Ces murs constituent une enveloppe de protection et créent une sorte de cocon. A l’intérieur, on a juste envie de se lover dans le canapé et d’apprécier la décoration d’inspiration personnelle. Emmanuel et Julie, son épouse, fonctionnent au feeling. Les troncs de bouleau trouvent la latitude nécessaire pour s’étendre sur le long mur qui court jusqu’au toit. Les charpentes apparentes ajoutent au cachet. S’il ne fallait pointer qu’une seule pièce maîtresse, ce serait les portes d’armoire fixées au mur qui captivent le regard. « Elles ont entre 400 et 500 ans, renseigne le maître des lieux. Elles appartenaient à ma maman qui les avaient découvertes dans le magasin qu’elle tenait à Lille. » Les escaliers jouissent également d’une touche personnelle. « J’ai dessiné et conçu chaque marche. Elles sont en chêne. » 

Partage d’expériences 

Passionné par cette expérience et convaincu de son intérêt, il décide à 43 ans, de prêcher en quelque sorte la bonne parole. « On ne peut plus construire comme avant. Par les temps qui courent, ce n’est même plus possible. Mais il y a encore beaucoup de préjugés qui dominent », constate-t-il. C’est pourquoi avec son entreprise de construction de maison passive, CEA construction, il dispense également des formations. « Quand on regarde les solutions proposées en termes d’isolation, j’ai parfois l’impression qu’on opte pour le pansement sur la jambe de bois, regrette-t-il. Il y a une réelle nécessité à faire évoluer les mentalités. » Et pour ce faire, il peut s’appuyer sur du concret, sa maison. « Pour une surface de 330 m2, le chauffage représente 250 euros par an. S’il y a du soleil en journée, on n’a pas besoin de chauffer en hiver.
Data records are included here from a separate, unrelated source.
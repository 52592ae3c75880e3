use crate::config_option::ConfigOption;

pub const DEFAULT_NAME: &str = "synchrozine";

#[derive(Debug, Clone, PartialEq, Eq)]
pub struct Config {
  /// Attached to every tracing event emitted by the barrier.
  pub name: String,
  /// Workers registered at construction, as if by `add_many`.
  pub initial_workers: usize,
}

impl Default for Config {
  fn default() -> Self {
    Config {
      name: DEFAULT_NAME.to_string(),
      initial_workers: 0,
    }
  }
}

impl Config {
  pub fn from(options: impl IntoIterator<Item = ConfigOption>) -> Config {
    let mut config = Config::default();
    for option in options {
      option.apply(&mut config);
    }
    config
  }
}
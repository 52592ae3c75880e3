use crate::config::Config;

#[derive(Debug, Clone)]
pub enum ConfigOption {
  SetName(String),
  SetInitialWorkers(usize),
}

impl ConfigOption {
  pub fn apply(&self, config: &mut Config) {
    match self {
      ConfigOption::SetName(name) => {
        config.name = name.clone();
      }
      ConfigOption::SetInitialWorkers(count) => {
        config.initial_workers = *count;
      }
    }
  }

  pub fn with_name(name: impl Into<String>) -> ConfigOption {
    ConfigOption::SetName(name.into())
  }

  pub fn with_initial_workers(count: usize) -> ConfigOption {
    ConfigOption::SetInitialWorkers(count)
  }
}
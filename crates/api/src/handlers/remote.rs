//! `POST /remote/run`: execute a workflow on the RunPod queue and bring
//! the results back to this worker.

use axum::extract::State;
use axum::Json;
use comfyrun_cloud::transport::RemoteTransport;
use comfyrun_core::error::CoreError;
use comfyrun_pipeline::collector::{collect_ordered, ArtifactOrder};
use comfyrun_pipeline::executor::execute;

use super::{prepare_graph, JobInput, RunRequest, RunResponse};
use crate::error::{AppResult, ErrorReport};
use crate::state::AppState;

/// POST /remote/run
///
/// Reference images travel with the job. Results always come back
/// inline; unless the request asks for base64 they are written to the
/// local output directory and returned as paths, ordered by the depth of
/// the node that saved them.
pub async fn remote_run(
    State(state): State<AppState>,
    Json(request): Json<RunRequest>,
) -> Result<Json<RunResponse>, ErrorReport> {
    match run_remote(&state, request.input).await {
        Ok(response) => Ok(Json(response)),
        Err(e) => {
            tracing::error!(error = %e, "Remote job failed");
            Err(ErrorReport::new(e))
        }
    }
}

async fn run_remote(state: &AppState, input: JobInput) -> AppResult<RunResponse> {
    let client = state.runpod.clone().ok_or_else(|| {
        CoreError::Configuration("RUNPOD_API_KEY and RUNPOD_ENDPOINT_ID are not configured".into())
    })?;

    let graph = prepare_graph(&input)?;
    let order = ArtifactOrder::from_graph(&graph)?;

    let transport = RemoteTransport::new(client)
        .with_reference_images(input.reference_images)
        .with_return_base64(true);
    let policy = state.config.execution_policy();

    let outcome = execute(&transport, graph, &policy).await?;
    outcome.status.to_failure(policy.timeout.as_secs())?;

    let output_dir = &state.config.paths.comfyui_output;
    let return_base64 = input.return_base64.unwrap_or(false);
    let artifacts = collect_ordered(&outcome.status, return_base64, output_dir, &order).await;

    tracing::info!(
        job_id = %outcome.job.id,
        images = artifacts.len(),
        polls = outcome.polls,
        "Remote job completed",
    );
    Ok(RunResponse::success(outcome.job.id, artifacts))
}
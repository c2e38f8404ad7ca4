//! Bounded, drop-oldest buffer of captured process output.

use std::collections::VecDeque;
use std::sync::{Arc, Mutex, PoisonError};

/// Default number of lines kept.
pub const DEFAULT_LOG_CAPACITY: usize = 1000;

/// Shared ring buffer of output lines.
///
/// Writers are the stdout/stderr reader tasks, readers are requests
/// composing a diagnostic. Cloning shares the same buffer.
#[derive(Debug, Clone)]
pub struct LogBuffer {
    lines: Arc<Mutex<VecDeque<String>>>,
    capacity: usize,
}

impl LogBuffer {
    pub fn new(capacity: usize) -> Self {
        let capacity = capacity.max(1);
        Self {
            lines: Arc::new(Mutex::new(VecDeque::with_capacity(capacity))),
            capacity,
        }
    }

    /// Append a line, evicting the oldest when full.
    pub fn push(&self, line: impl Into<String>) {
        let mut lines = self.lines.lock().unwrap_or_else(PoisonError::into_inner);
        if lines.len() == self.capacity {
            lines.pop_front();
        }
        lines.push_back(line.into());
    }

    /// The last `n` lines, oldest first. Does not drain the buffer.
    pub fn recent(&self, n: usize) -> Vec<String> {
        let lines = self.lines.lock().unwrap_or_else(PoisonError::into_inner);
        let skip = lines.len().saturating_sub(n);
        lines.iter().skip(skip).cloned().collect()
    }
}

impl Default for LogBuffer {
    fn default() -> Self {
        Self::new(DEFAULT_LOG_CAPACITY)
    }
}

#[cfg(test)]
mod tests {
    use super::*;

    #[test]
    fn drops_oldest_when_full() {
        let buf = LogBuffer::new(3);
        for i in 0..5 {
            buf.push(format!("line {i}"));
        }
        assert_eq!(buf.recent(10), ["line 2", "line 3", "line 4"]);
    }

    #[test]
    fn recent_is_a_snapshot() {
        let buf = LogBuffer::new(10);
        buf.push("a");
        buf.push("b");
        buf.push("c");
        assert_eq!(buf.recent(2), ["b", "c"]);
        assert_eq!(buf.recent(10), ["a", "b", "c"]);
    }

    #[test]
    fn clones_share_storage() {
        let buf = LogBuffer::default();
        let writer = buf.clone();
        writer.push("from writer");
        assert_eq!(buf.recent(1), ["from writer"]);
    }
}
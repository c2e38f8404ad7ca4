//! Supervision of the long-running ComfyUI engine process.
//!
//! [`Supervisor`](supervisor::Supervisor) starts the engine, waits for it
//! to answer its liveness endpoint, detects crashes and restarts it.
//! Engine output is captured line by line into a bounded
//! [`LogBuffer`](logs::LogBuffer) so error responses can include the
//! most recent lines.

pub mod logs;
pub mod supervisor;
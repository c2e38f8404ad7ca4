pub mod health;

use axum::routing::post;
use axum::Router;

use crate::handlers;
use crate::state::AppState;

/// Job submission routes.
///
/// ```text
/// POST /run           execute on the local engine
/// POST /remote/run    execute on the RunPod queue
/// ```
pub fn job_routes() -> Router<AppState> {
    Router::new()
        .route("/run", post(handlers::run::run))
        .route("/remote/run", post(handlers::remote::remote_run))
}
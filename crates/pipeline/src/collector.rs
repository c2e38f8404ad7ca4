//! Result collection: materialize a successful job's artifacts in the
//! requested form and order them by execution depth.

use std::collections::BTreeMap;
use std::path::Path;
use std::sync::LazyLock;

use base64::Engine;
use comfyrun_core::error::CoreError;
use comfyrun_core::graph::{depths, output_prefix_depths, TaskGraph};
use comfyrun_core::job::{Artifact, ArtifactPayload, JobStatus};
use comfyrun_core::types::NodeId;
use comfyrun_core::validation::resolve_within;
use regex::Regex;

/// Depth given to artifacts that cannot be traced back to a node.
pub const UNKNOWN_DEPTH: u32 = 999;

/// `<prefix>_<counter>_.png`, the file name pattern of `SaveImage`.
static SAVED_IMAGE_RE: LazyLock<Regex> =
    LazyLock::new(|| Regex::new(r"(.+?)_\d+_\.png$").expect("valid regex"));

/// Depth lookup for artifacts of one graph.
///
/// Artifacts that carry a node id use that node's depth. Artifacts that
/// only carry a file name (remote results) are matched to a `SaveImage`
/// node through its `filename_prefix`.
#[derive(Debug, Clone, Default)]
pub struct ArtifactOrder {
    node_depths: BTreeMap<NodeId, u32>,
    prefix_depths: BTreeMap<String, u32>,
}

impl ArtifactOrder {
    pub fn from_graph(graph: &TaskGraph) -> Result<Self, CoreError> {
        Ok(Self {
            node_depths: depths(graph)?,
            prefix_depths: output_prefix_depths(graph)?,
        })
    }

    pub fn depth_of(&self, artifact: &Artifact) -> u32 {
        if let Some(depth) = artifact
            .node_id
            .as_ref()
            .and_then(|id| self.node_depths.get(id))
        {
            return *depth;
        }
        self.prefix_depth(&artifact.name).unwrap_or(UNKNOWN_DEPTH)
    }

    /// Sort by depth, then by name.
    pub fn sort(&self, artifacts: &mut [Artifact]) {
        artifacts.sort_by(|a, b| {
            self.depth_of(a)
                .cmp(&self.depth_of(b))
                .then_with(|| a.name.cmp(&b.name))
        });
    }

    fn prefix_depth(&self, name: &str) -> Option<u32> {
        let file_name = name.rsplit('/').next().unwrap_or(name);
        let prefix = SAVED_IMAGE_RE.captures(file_name)?.get(1)?.as_str();
        if let Some(depth) = self.prefix_depths.get(prefix) {
            return Some(*depth);
        }
        // Prefixes may carry a subfolder ("portraits/hero"), file names do not.
        self.prefix_depths
            .iter()
            .find(|(key, _)| key.rsplit('/').next() == Some(prefix))
            .map(|(_, depth)| *depth)
    }
}

/// Materialize the artifacts of a successful status.
///
/// * `want_base64`: path artifacts are read and encoded inline.
/// * otherwise: inline artifacts are decoded and written under
///   `output_dir`, and a path is returned.
///
/// Artifacts that cannot be read, decoded or written are logged and
/// dropped. Any status other than `Succeeded` yields nothing.
pub async fn collect(status: &JobStatus, want_base64: bool, output_dir: &Path) -> Vec<Artifact> {
    let JobStatus::Succeeded(artifacts) = status else {
        return Vec::new();
    };

    let mut collected = Vec::with_capacity(artifacts.len());
    for artifact in artifacts {
        let payload = match (&artifact.payload, want_base64) {
            (ArtifactPayload::Path(path), true) => match tokio::fs::read(path).await {
                Ok(bytes) => ArtifactPayload::Base64(base64::prelude::BASE64_STANDARD.encode(bytes)),
                Err(e) => {
                    tracing::warn!(path = %path.display(), error = %e, "Output image not readable, skipping");
                    continue;
                }
            },
            (ArtifactPayload::Base64(data), false) => {
                match persist(output_dir, &artifact.name, data).await {
                    Ok(path) => ArtifactPayload::Path(path),
                    Err(e) => {
                        tracing::warn!(name = %artifact.name, error = %e, "Failed to save output image, skipping");
                        continue;
                    }
                }
            }
            (payload, _) => payload.clone(),
        };

        collected.push(Artifact {
            name: artifact.name.clone(),
            node_id: artifact.node_id.clone(),
            payload,
        });
    }

    tracing::debug!(count = collected.len(), want_base64, "Collected output images");
    collected
}

/// Collect, then order by the graph's execution depth.
pub async fn collect_ordered(
    status: &JobStatus,
    want_base64: bool,
    output_dir: &Path,
    order: &ArtifactOrder,
) -> Vec<Artifact> {
    let mut artifacts = collect(status, want_base64, output_dir).await;
    order.sort(&mut artifacts);
    artifacts
}

async fn persist(output_dir: &Path, name: &str, data: &str) -> Result<std::path::PathBuf, CoreError> {
    let bytes = base64::prelude::BASE64_STANDARD
        .decode(data.trim())
        .map_err(|e| CoreError::Internal(format!("Invalid base64 image data: {e}")))?;
    let path = resolve_within(output_dir, name)?;
    if let Some(parent) = path.parent() {
        tokio::fs::create_dir_all(parent)
            .await
            .map_err(|e| CoreError::Internal(format!("Cannot create {}: {e}", parent.display())))?;
    }
    tokio::fs::write(&path, &bytes)
        .await
        .map_err(|e| CoreError::Internal(format!("Cannot write {}: {e}", path.display())))?;
    tracing::debug!(path = %path.display(), bytes = bytes.len(), "Saved output image");
    Ok(path)
}
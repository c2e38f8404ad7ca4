//! Job execution shared by the local and remote transports.
//!
//! * [`executor`]: submit a graph and poll it to a terminal status.
//! * [`tracker`]: monotonicity guard over observed statuses.
//! * [`collector`]: materialize and order a job's artifacts.
//! * [`cleanup`]: age-based sweep of the output directory.

pub mod cleanup;
pub mod collector;
pub mod executor;
pub mod tracker;
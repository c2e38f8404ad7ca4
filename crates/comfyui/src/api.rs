//! REST API client for the ComfyUI HTTP endpoints.
//!
//! Wraps the ComfyUI HTTP API (workflow submission, history retrieval,
//! liveness) using [`reqwest`].

use std::time::Duration;

use comfyrun_core::error::CoreError;
use comfyrun_core::job::HealthProbe;
use serde::Deserialize;

/// Timeout for a single liveness request.
const LIVENESS_TIMEOUT: Duration = Duration::from_secs(5);

/// Timeout for submission and history requests.
const REQUEST_TIMEOUT: Duration = Duration::from_secs(30);

/// HTTP client for a single ComfyUI instance.
#[derive(Debug, Clone)]
pub struct ComfyUIApi {
    client: reqwest::Client,
    api_url: String,
}

/// Response returned by the ComfyUI `/prompt` endpoint after
/// successfully queuing a workflow.
#[derive(Debug, Deserialize)]
pub struct SubmitResponse {
    /// Server-assigned identifier for the queued prompt.
    pub prompt_id: String,
    /// Position in the execution queue.
    #[serde(default)]
    pub number: i32,
}

/// Errors from the ComfyUI REST API layer.
#[derive(Debug, thiserror::Error)]
pub enum ComfyUIApiError {
    /// The HTTP request itself failed (network, DNS, TLS, etc.).
    #[error("HTTP request failed: {0}")]
    Request(#[from] reqwest::Error),

    /// ComfyUI returned a non-2xx status code.
    #[error("ComfyUI API error ({status}): {body}")]
    ApiError {
        /// HTTP status code.
        status: u16,
        /// Raw response body for debugging.
        body: String,
    },
}

impl ComfyUIApiError {
    /// Network-level failures and 5xx responses may succeed on retry.
    pub fn is_retryable(&self) -> bool {
        match self {
            ComfyUIApiError::Request(e) => e.is_timeout() || e.is_connect() || e.is_request(),
            ComfyUIApiError::ApiError { status, .. } => *status >= 500,
        }
    }
}

impl From<ComfyUIApiError> for CoreError {
    fn from(err: ComfyUIApiError) -> Self {
        CoreError::Transport {
            retryable: err.is_retryable(),
            message: err.to_string(),
        }
    }
}

impl ComfyUIApi {
    /// Create a new API client for a ComfyUI instance.
    ///
    /// * `api_url` - Base HTTP URL, e.g. `http://127.0.0.1:8188`.
    pub fn new(api_url: String) -> Self {
        Self {
            client: reqwest::Client::new(),
            api_url,
        }
    }

    /// Submit a workflow for execution.
    ///
    /// Sends a `POST /prompt` request with the given workflow JSON and
    /// client ID.  Returns the server-assigned `prompt_id` and queue
    /// position.
    pub async fn submit_workflow(
        &self,
        workflow: &serde_json::Value,
        client_id: &str,
    ) -> Result<SubmitResponse, ComfyUIApiError> {
        let body = serde_json::json!({
            "prompt": workflow,
            "client_id": client_id,
        });

        let response = self
            .client
            .post(format!("{}/prompt", self.api_url))
            .timeout(REQUEST_TIMEOUT)
            .json(&body)
            .send()
            .await?;

        Self::parse_response(response).await
    }

    /// Retrieve execution history for a specific prompt.
    ///
    /// Sends a `GET /history/{prompt_id}` request.  The returned JSON
    /// is keyed by prompt id and is empty until the prompt finishes.
    pub async fn get_history(&self, prompt_id: &str) -> Result<serde_json::Value, ComfyUIApiError> {
        let response = self
            .client
            .get(format!("{}/history/{}", self.api_url, prompt_id))
            .timeout(REQUEST_TIMEOUT)
            .send()
            .await?;

        Self::parse_response(response).await
    }

    /// Fetch `GET /system_stats`, the cheapest endpoint that proves the
    /// server loop is answering.
    pub async fn system_stats(&self) -> Result<serde_json::Value, ComfyUIApiError> {
        let response = self
            .client
            .get(format!("{}/system_stats", self.api_url))
            .timeout(LIVENESS_TIMEOUT)
            .send()
            .await?;

        Self::parse_response(response).await
    }

    // ---- private helpers ----

    /// Ensure the response has a success status code. Returns the
    /// response unchanged on success, or a [`ComfyUIApiError::ApiError`]
    /// containing the status and body text on failure.
    async fn ensure_success(
        response: reqwest::Response,
    ) -> Result<reqwest::Response, ComfyUIApiError> {
        let status = response.status();
        if !status.is_success() {
            let body = response
                .text()
                .await
                .unwrap_or_else(|_| "<unreadable body>".to_string());
            return Err(ComfyUIApiError::ApiError {
                status: status.as_u16(),
                body,
            });
        }
        Ok(response)
    }

    /// Parse a successful JSON response body into the expected type.
    async fn parse_response<T: serde::de::DeserializeOwned>(
        response: reqwest::Response,
    ) -> Result<T, ComfyUIApiError> {
        let response = Self::ensure_success(response).await?;
        Ok(response.json::<T>().await?)
    }
}

#[async_trait::async_trait]
impl HealthProbe for ComfyUIApi {
    async fn is_healthy(&self) -> bool {
        match self.system_stats().await {
            Ok(_) => true,
            Err(e) => {
                tracing::debug!(api_url = %self.api_url, error = %e, "ComfyUI liveness check failed");
                false
            }
        }
    }
}
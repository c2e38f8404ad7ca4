//! [`JobTransport`] for a local ComfyUI engine.

use std::path::PathBuf;
use std::sync::Arc;

use comfyrun_core::error::CoreError;
use comfyrun_core::graph::TaskGraph;
use comfyrun_core::job::{HealthProbe, JobStatus, JobTransport};
use comfyrun_core::types::JobId;

use crate::api::{ComfyUIApi, ComfyUIApiError};
use crate::history::status_from_history;

/// Submits graphs to `POST /prompt` and polls `GET /history/{id}`.
///
/// Health checks are delegated to an optional [`HealthProbe`], normally
/// the process supervisor, so a crashed engine is noticed mid-job.
pub struct LocalTransport {
    api: ComfyUIApi,
    output_dir: PathBuf,
    client_id: String,
    health: Option<Arc<dyn HealthProbe>>,
}

impl LocalTransport {
    pub fn new(api: ComfyUIApi, output_dir: PathBuf) -> Self {
        Self {
            api,
            output_dir,
            client_id: uuid::Uuid::new_v4().to_string(),
            health: None,
        }
    }

    /// Attach a health probe consulted between polls.
    pub fn with_health_probe(mut self, probe: Arc<dyn HealthProbe>) -> Self {
        self.health = Some(probe);
        self
    }
}

#[async_trait::async_trait]
impl JobTransport for LocalTransport {
    async fn submit(&self, graph: &TaskGraph) -> Result<JobId, CoreError> {
        let workflow = serde_json::to_value(graph)
            .map_err(|e| CoreError::Internal(format!("Failed to serialize workflow: {e}")))?;

        match self.api.submit_workflow(&workflow, &self.client_id).await {
            Ok(resp) => {
                tracing::info!(
                    prompt_id = %resp.prompt_id,
                    queue_position = resp.number,
                    nodes = graph.len(),
                    "Workflow queued on ComfyUI",
                );
                Ok(resp.prompt_id)
            }
            Err(ComfyUIApiError::ApiError { status, body }) => Err(CoreError::Submission(format!(
                "ComfyUI rejected the workflow ({status}): {body}"
            ))),
            Err(e) => Err(CoreError::Submission(e.to_string())),
        }
    }

    async fn poll_status(&self, job_id: &str) -> Result<JobStatus, CoreError> {
        let history = self.api.get_history(job_id).await?;
        status_from_history(&history, job_id, &self.output_dir).map_err(|e| {
            CoreError::Internal(format!("Malformed history for prompt {job_id}: {e}"))
        })
    }

    async fn health_check(&self) -> Option<bool> {
        match &self.health {
            Some(probe) => Some(probe.is_healthy().await),
            None => None,
        }
    }
}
Et lorsque nous sommes absents une dizaine de jours, on n’a plus cette angoisse de rentrer dans une maison froide. Même en hiver, elle ne descendra pas en dessous de 17-18°C. » Le triple vitrage contribue aussi à une meilleure étanchéité. 

Passage de flambeau 

Son savoir-faire a déjà séduit des clients, particuliers et professionnels. « On propose des constructions clé en main, qu’il s’agisse de maisons individuelles, de locaux commerciaux ou d’habitats collectifs. Cette année, nous avons sept chantiers et la demande explose sans doute à cause du contexte énergétique actuel », indique Emmanuel Henneron. Pour les plus curieux ou les plus sceptiques, il est désormais possible de passer une nuit dans sa maison car elle devenue à la fois maison-témoin et gîte. Et comment sera leur nouvelle maison ? Passive bien évidemment.